Long-term remission in patients with Philadelphia chromosome (Ph)-negative B-cell acute lymphoblastic leukemia (B-ALL) has been achieved through a novel treatment approach combining CAR T-cell therapy and autologous stem cell transplant (ASCT). This study, published in Cancer, presents a promising strategy for patients who cannot undergo allogeneic hematopoietic stem cell transplant (allo-HSCT) or decline it. The research, conducted at a single center, focused on a sequential 'sandwich' approach using CD22/CD19 chimeric antigen receptor (CAR) T-cell therapy followed by ASCT.
The study's primary objective was to evaluate the overall survival of patients with Ph-negative B-ALL who received this innovative treatment. The results were impressive, with a median overall survival (OS) and leukemia-free survival (LFS) that had not yet been reached at the time of the study's median follow-up of 28 months. The 2-year OS rate was an astonishing 97%, and the 2-year LFS rate was 72%. These findings indicate a high degree of success in achieving deep and durable remissions.
The study's methodology involved a phase 2, single-arm, open-label design, approved by the institutional review board of the First Affiliated Hospital of Soochow University. It enrolled newly diagnosed adolescent/young adult (AYA) and adult patients with Ph-negative B-ALL who had CD19 and CD22 expression by multiparameter flow cytometry (MFC). The patients were either unable to undergo allo-HSCT or declined it.
The treatment protocol included induction and consolidation chemotherapy before CAR T-cell therapy. After induction and lymphocyte recovery, peripheral blood lymphocytes were collected and used to manufacture CAR T cells. The CD22- and CD19-directed CAR T cells were infused sequentially at a specific dose. Autologous stem cell mobilization and collection followed, followed by conditioning and ASCT. A second course of CD22/CD19 CAR T cells was administered after ASCT.
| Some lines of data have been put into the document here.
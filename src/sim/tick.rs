//! Per-frame simulation step
//!
//! Advances a running session by a caller-supplied frame delta. Time only
//! moves when the host says so; nothing here reads a clock.

use rand::Rng;

use super::state::{GameEvent, GamePhase, GameState, SessionSummary};

/// Advance the game state by `elapsed_ms`
///
/// No-op unless the session is running. Negative or non-finite deltas are
/// treated as zero.
pub fn tick<R: Rng>(state: &mut GameState, rng: &mut R, elapsed_ms: f64) {
    if state.phase != GamePhase::Running {
        return;
    }
    let elapsed_ms = sanitize_elapsed(elapsed_ms);

    spawn_step(state, rng);

    if fall_step(state, elapsed_ms) {
        end_session(state);
        return;
    }

    advance_stage(state);
    advance_stars(state, elapsed_ms);
    age_flashes(state, elapsed_ms);
}

/// Clamp a frame delta to a finite, non-negative value
#[inline]
pub fn sanitize_elapsed(elapsed_ms: f64) -> f64 {
    if elapsed_ms.is_finite() && elapsed_ms > 0.0 {
        elapsed_ms
    } else {
        0.0
    }
}

/// Maybe spawn one object in a random lane
fn spawn_step<R: Rng>(state: &mut GameState, rng: &mut R) {
    let roll: f32 = rng.random();
    if roll < state.spawn_rate {
        let lane = rng.random_range(0..state.tuning.lane_count.max(1));
        state.spawn_object(lane);
    }
}

/// Move every object down; returns true if any reached the bottom edge
fn fall_step(state: &mut GameState, elapsed_ms: f64) -> bool {
    let dy = state.drop_speed * elapsed_ms as f32 * state.tuning.fall_scale;
    for object in &mut state.objects {
        object.y += dy;
    }
    any_escaped(state)
}

/// True if any live object has reached the bottom edge
pub fn any_escaped(state: &GameState) -> bool {
    let bottom = state.area.height;
    state.objects.iter().any(|o| o.y >= bottom)
}

/// Bring the stage in line with the score, bumping difficulty once per
/// stage gained
pub fn advance_stage(state: &mut GameState) {
    let target = state.stage_for_score();
    while state.stage < target {
        state.stage += 1;

        let t = &state.tuning;
        if state.stage <= t.stage_cap {
            state.drop_speed += t.drop_speed_step;
            state.spawn_rate += t.spawn_rate_step;
        }
        if state.endless {
            state.drop_speed += t.endless_drop_speed_step;
            state.spawn_rate += t.endless_spawn_rate_step;
        }
        state.spawn_rate = state.spawn_rate.min(1.0);

        log::debug!(
            "Stage {}: drop_speed={:.2}, spawn_rate={:.4}",
            state.stage,
            state.drop_speed,
            state.spawn_rate
        );
        state.events.push(GameEvent::StageUp { stage: state.stage });
    }
}

/// Accumulate survival time and award stars, carrying the remainder
fn advance_stars(state: &mut GameState, elapsed_ms: f64) {
    state.star_timer += elapsed_ms;

    let interval = state.tuning.star_interval_ms;
    while state.star_timer >= interval && state.stars < state.tuning.max_stars {
        state.stars += 1;
        state.star_timer -= interval;
        log::debug!("Star {} earned", state.stars);
        state.events.push(GameEvent::StarEarned { stars: state.stars });

        if state.stars == state.tuning.max_stars && !state.endless {
            state.endless = true;
            log::info!("Endless mode entered at stage {}", state.stage);
            state.events.push(GameEvent::EndlessEntered);
        }
    }
}

/// Count down caught-object animations
fn age_flashes(state: &mut GameState, elapsed_ms: f64) {
    for flash in &mut state.flashes {
        flash.remaining_ms -= elapsed_ms;
    }
    state.flashes.retain(|f| f.remaining_ms > 0.0);
}

/// End the session and report its final numbers
///
/// Idempotent: ending an already-ended session changes nothing.
pub fn end_session(state: &mut GameState) -> SessionSummary {
    let summary = state.summary();
    if state.phase == GamePhase::Over {
        return summary;
    }

    state.phase = GamePhase::Over;
    state.objects.clear();
    state.flashes.clear();
    state.events.push(GameEvent::SessionEnded(summary));
    log::info!(
        "Session over: score={}, stage={}, stars={}",
        summary.score,
        summary.stage,
        summary.stars
    );
    summary
}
The safety profile of this treatment was generally consistent with the expected toxicities of CAR T-cell therapy and high-intensity chemotherapy. All patients experienced grade 3/4 hematologic toxicities, but no severe organ toxicity or unexpected signals were reported. Cytokine release syndrome (CRS) was generally mild, and no cases of grade 3 or higher CRS or immune effector cell-associated neurotoxicity syndrome were observed. B-cell aplasia, a marker of CAR T-cell activity, was noted in all patients.
This study highlights a potential breakthrough in treating Ph-negative B-ALL, offering a promising approach for patients who cannot undergo allo-HSCT. However, the authors emphasize the need for further validation and exploration of allo-HSCT-free strategies through larger studies with longer follow-up periods.